***** ENTRIES PROVIDED *****

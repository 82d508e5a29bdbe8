//! Calculation node entity
//!
//! One row per node of the calculation forest. Rows are append-only: a node
//! is never updated after creation, and removal happens only through the
//! `ON DELETE CASCADE` constraint on `parent_id`.

use sea_orm::entity::prelude::*;
use serde::{Deserialize, Serialize};

/// The operation a node applies to its parent's result.
///
/// `Start` is only valid on root nodes, where `result = operand`; the four
/// arithmetic symbols are only valid on replies.
#[derive(
    Debug, Clone, Copy, PartialEq, Eq, EnumIter, DeriveActiveEnum, Serialize, Deserialize,
)]
#[sea_orm(rs_type = "String", db_type = "Text")]
pub enum Operation {
    #[sea_orm(string_value = "start")]
    #[serde(rename = "start")]
    Start,

    #[sea_orm(string_value = "+")]
    #[serde(rename = "+")]
    Add,

    #[sea_orm(string_value = "-")]
    #[serde(rename = "-")]
    Subtract,

    #[sea_orm(string_value = "*")]
    #[serde(rename = "*")]
    Multiply,

    #[sea_orm(string_value = "/")]
    #[serde(rename = "/")]
    Divide,
}

impl Operation {
    /// The wire symbol for this operation
    pub fn symbol(&self) -> &'static str {
        match self {
            Operation::Start => "start",
            Operation::Add => "+",
            Operation::Subtract => "-",
            Operation::Multiply => "*",
            Operation::Divide => "/",
        }
    }
}

#[derive(Clone, Debug, PartialEq, DeriveEntityModel, Serialize, Deserialize)]
#[sea_orm(table_name = "calculations")]
pub struct Model {
    #[sea_orm(primary_key)]
    pub id: i64,

    /// NULL for roots; otherwise the node this operation applies to
    pub parent_id: Option<i64>,

    pub user_id: i64,

    pub operation: Operation,

    /// For `start`, the initial value; otherwise the right-hand operand
    pub operand: f64,

    /// Derived value, computed server-side and persisted verbatim
    pub result: f64,

    /// 0 for roots, parent.depth + 1 otherwise
    pub depth: i32,

    pub created_at: DateTimeWithTimeZone,
}

#[derive(Copy, Clone, Debug, EnumIter, DeriveRelation)]
pub enum Relation {
    #[sea_orm(
        belongs_to = "super::user::Entity",
        from = "Column::UserId",
        to = "super::user::Column::Id"
    )]
    User,
}

impl Related<super::user::Entity> for Entity {
    fn to() -> RelationDef {
        Relation::User.def()
    }
}

impl ActiveModelBehavior for ActiveModel {}

#[cfg(test)]
mod tests {
    use super::*;

    #[test]
    fn test_operation_serde_symbols() {
        assert_eq!(serde_json::to_string(&Operation::Add).unwrap(), "\"+\"");
        assert_eq!(serde_json::to_string(&Operation::Start).unwrap(), "\"start\"");

        let op: Operation = serde_json::from_str("\"/\"").unwrap();
        assert_eq!(op, Operation::Divide);
    }

    #[test]
    fn test_operation_rejects_unknown_symbol() {
        assert!(serde_json::from_str::<Operation>("\"%\"").is_err());
    }

    #[test]
    fn test_symbol_roundtrip() {
        for op in [
            Operation::Start,
            Operation::Add,
            Operation::Subtract,
            Operation::Multiply,
            Operation::Divide,
        ] {
            let json = format!("\"{}\"", op.symbol());
            assert_eq!(serde_json::from_str::<Operation>(&json).unwrap(), op);
        }
    }
}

*****

* TASK REQUIREMENTS
Count every line in the data where the string "self" occurs. Give nothing except the number.

* EXERCISE SOLUTION
2